In any event, a soccer career seemed unlikely for Bonner.
“The first game of soccer that I played was for the first year team at secondary school, that was the first competitive, organised game,” he recalls.
“My family were completely into GAA, my father had no interest in soccer. He played county football but he had no interest in soccer. So once that happened (McNeill leaving), there was no-one there.
“I wasn’t attached to any club, I played underage for Finn Harps and I played for the Republic Under-17 team, I was captain at the time. Niall Quinn played in it, Ken DeMange and Brian Mooney.”
At the time, Liam Tuohy was the manager. Brian Kerr was his coach. Experienced soccer men were entrusting the armband not with some of the bigger, established names from the Dublin circuit, but with this copper-headed kid from the wilds of west Donegal.
At Celtic, there was nobody there to get him back. In no time, Bonner was called into the Donegal squad by Brian McEniff. A sliding doors moment? Well, he wasn’t finished with soccer just yet.
Back when the National League was played either side of Christmas with a three-month break factored in, he would line out for Finn Harps.
Donegal manager Declan Bonner. Photo: Oliver McVeigh/Sportsfile
One of the more bizarre events of his sporting life happened in 1988. Ireland was in the grip of soccer fever during Euro 88 but once Donegal were beaten by Armagh in the Ulster Championship, Bonner made for a summer in Boston.
He stayed on for a while, enjoying the scene over there and, by the time he got back, Donegal manager Tom Conaghan decided such tardiness was not to his liking, so he cut Bonner adrift. He took up again with Harps.
That January, the AGM for Bonner’s club, Na Rossa, was hosted. They couldn’t get a manager. Bonner took on the role of player-boss.
He was just 23. They finished that season winning their first ever Intermediate Championship. And not for the first time, McEniff came in having been appointed the Donegal manager once more and brought Bonner in with him to finish the 1990 season as Ulster champions.

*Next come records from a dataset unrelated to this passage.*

//! Pool event emission helpers: structured event plus tracing line.

use crate::core::classify::BanKind;
use crate::core::pool::{EndpointId, EndpointStatus};
use crate::core::select::Strategy;
use crate::events::structured::{publish_global, ClassifierEvent, Event, PoolEvent};

pub fn emit_endpoint_status_changed(
    id: &EndpointId,
    previous: EndpointStatus,
    current: EndpointStatus,
) {
    tracing::info!(
        target = "pool",
        endpoint = %id,
        previous = %previous,
        current = %current,
        "endpoint status changed"
    );
    publish_global(Event::Pool(PoolEvent::EndpointStatusChanged {
        id: id.to_string(),
        previous: previous.to_string(),
        current: current.to_string(),
    }));
}

pub fn emit_endpoints_reloaded(count: usize) {
    tracing::info!(target = "pool", count, "endpoint inventory reloaded");
    publish_global(Event::Pool(PoolEvent::EndpointsReloaded { count }));
}

pub fn emit_selection_exhausted(domain: &str, strategy: Strategy) {
    tracing::warn!(
        target = "pool",
        domain,
        strategy = %strategy,
        "no eligible endpoint"
    );
    publish_global(Event::Pool(PoolEvent::SelectionExhausted {
        domain: domain.to_string(),
        strategy: strategy.as_str().to_string(),
    }));
}

pub fn emit_model_swapped(version: u64, samples: usize) {
    tracing::info!(target = "pool", version, samples, "adaptive model swapped");
    publish_global(Event::Pool(PoolEvent::ModelSwapped { version, samples }));
}

pub fn emit_ban_detected(endpoint: &EndpointId, domain: &str, kind: BanKind, confidence: f64) {
    tracing::warn!(
        target = "classify",
        endpoint = %endpoint,
        domain,
        category = %kind,
        confidence,
        "ban detected"
    );
    publish_global(Event::Classifier(ClassifierEvent::BanDetected {
        endpoint: endpoint.to_string(),
        domain: domain.to_string(),
        category: kind.as_str().to_string(),
        confidence,
    }));
}
//! Per-(endpoint, domain) recovery states.

use serde::{Deserialize, Serialize};

/// State of one (endpoint, domain) pair. The whole-endpoint `Disabled`
/// lifecycle lives on the health record and overrides all of these.
#[derive(Debug, Clone, Copy, PartialEq, Eq, Serialize, Deserialize, Default)]
#[serde(rename_all = "camelCase")]
pub enum PairState {
    /// Default; failures only accumulate counters.
    #[default]
    Healthy,
    /// Consecutive failures crossed the warning threshold; signals higher
    /// selection cost but has no gating effect yet.
    Degraded,
    /// Suspended behind a backoff deadline.
    CoolingDown,
    /// Excluded from selection until an explicit manual reset. Pair-scoped:
    /// the endpoint stays usable for other domains.
    Retired,
}

impl std::fmt::Display for PairState {
    fn fmt(&self, f: &mut std::fmt::Formatter<'_>) -> std::fmt::Result {
        match self {
            Self::Healthy => write!(f, "healthy"),
            Self::Degraded => write!(f, "degraded"),
            Self::CoolingDown => write!(f, "coolingDown"),
            Self::Retired => write!(f, "retired"),
        }
    }
}

impl PairState {
    /// Check whether a transition is one the coordinator may produce.
    pub fn can_transition_to(self, next: PairState) -> bool {
        use PairState::*;

        matches!(
            (self, next),
            // escalation
            (Healthy, Degraded) |
            // a confident ban classification can skip the degraded stage
            (Healthy, CoolingDown) |
            (Degraded, CoolingDown) |
            // cooldown re-entry without an intervening success
            (CoolingDown, CoolingDown) |
            (CoolingDown, Retired) |
            // any success is a full recovery
            (Healthy, Healthy) |
            (Degraded, Healthy) |
            (CoolingDown, Healthy) |
            // manual reset only
            (Retired, Healthy)
        )
    }
}

#[cfg(test)]
mod tests {
    use super::*;

    #[test]
    fn escalation_paths_are_valid() {
        assert!(PairState::Healthy.can_transition_to(PairState::Degraded));
        assert!(PairState::Healthy.can_transition_to(PairState::CoolingDown));
        assert!(PairState::Degraded.can_transition_to(PairState::CoolingDown));
        assert!(PairState::CoolingDown.can_transition_to(PairState::Retired));
    }

    #[test]
    fn recovery_paths_are_valid() {
        assert!(PairState::Degraded.can_transition_to(PairState::Healthy));
        assert!(PairState::CoolingDown.can_transition_to(PairState::Healthy));
        assert!(PairState::Retired.can_transition_to(PairState::Healthy));
    }

    #[test]
    fn skipping_backwards_is_invalid() {
        assert!(!PairState::Retired.can_transition_to(PairState::CoolingDown));
        assert!(!PairState::CoolingDown.can_transition_to(PairState::Degraded));
        assert!(!PairState::Healthy.can_transition_to(PairState::Retired));
    }
}
//! Engine error taxonomy.
//!
//! Every error is a synchronous decision outcome reported to the caller; the
//! engine never retries internally and never substitutes caller intent.

use thiserror::Error;

use super::pool::EndpointId;

#[derive(Debug, Clone, PartialEq, Eq, Error)]
pub enum EngineError {
    /// No candidate survived the selection filter. Terminal for this request;
    /// the caller decides whether to widen constraints or wait.
    #[error("no eligible endpoint for domain {domain}")]
    NoEligibleEndpoint { domain: String },

    /// An outcome was reported for an endpoint id the pool does not know.
    #[error("unknown endpoint {0}")]
    UnknownEndpoint(EndpointId),
}
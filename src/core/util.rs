use std::time::{SystemTime, UNIX_EPOCH};

/// Current Unix epoch time in milliseconds.
pub(crate) fn current_epoch_ms() -> i64 {
    SystemTime::now()
        .duration_since(UNIX_EPOCH)
        .map(|d| d.as_millis() as i64)
        .unwrap_or(0)
}
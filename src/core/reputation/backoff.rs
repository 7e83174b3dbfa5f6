//! Exponential backoff with jitter, as a pure function of its inputs so it
//! tests without wall-clock sleeps.

use rand::Rng;

/// Delay before a cooled-down pair becomes eligible again.
///
/// `attempt` is zero-based: the first cooldown waits `base + jitter`, each
/// re-entry doubles the exponential term. Jitter is uniform in `[0, base)` to
/// spread retries of endpoints sharing a domain. The sum is capped at
/// `max_ms`.
pub fn backoff_delay_ms(base_ms: u64, attempt: u32, max_ms: u64, rng: &mut impl Rng) -> u64 {
    let base = base_ms.max(1);
    let exponential = base.saturating_mul(1u64.checked_shl(attempt.min(32)).unwrap_or(u64::MAX));
    let jitter = rng.gen_range(0..base);
    exponential.saturating_add(jitter).min(max_ms)
}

At that stage, he had the taste for management though and, after damaging his kidney playing against Wicklow in Croke Park in 1995, he was out of action for a year.
His county strike partner, Tony Boyle, could see the possibilities and convinced him to take over the management of Keadue Rovers in the Donegal amateur soccer leagues.
They won the Donegal league, and went as far as the All-Ireland Junior Cup semi-final, where they lost 4-3 against Clondalkin.
Far from sate the appetite for management, Bonner knew where he wanted to go when he finished playing.
In the end, his mind was made for him. They were beaten in 1997 by Cavan and the Donegal manager job came up.
On his 32nd birthday — some would say much too young to be retiring from playing — he got the role.
In his first year managing, they reached the Ulster final. A wet day in Clones. And they were undone by a late, late goal from Joe Brolly.
“Thinking back on it, you wonder how the hell did you do that?” says Bonner now.
“I was managing and there were players older than me in the team. There were players that I played with. There were still a good number of the 1992 guys there.
“That was never going to be easy because some of those players were coming towards the end.
“Some would have thought they could play for a bit longer and I had decisions to make that they weren’t playing or whatever.”
He continued to manage for the next two years. In 2000, they met Fermanagh in a first-round game in Ballybofey. The visiting Erne men won the contest, with a sumptuous lobbed goal from one Rory Gallagher the difference at the end.
Come 2018, he made his second coming as manager. They won Ulster easily that year, beating Fermanagh — managed by Gallagher — in the final, and backed it up the following year against Cavan, before losing the 2020 decider in a reversal to Cavan.
Now, he is where he wants to be. Manager of Donegal, with the hot managerial property of Rory Gallagher down the sideline from him.
On a sunny Ulster final day in Clones. Born to it.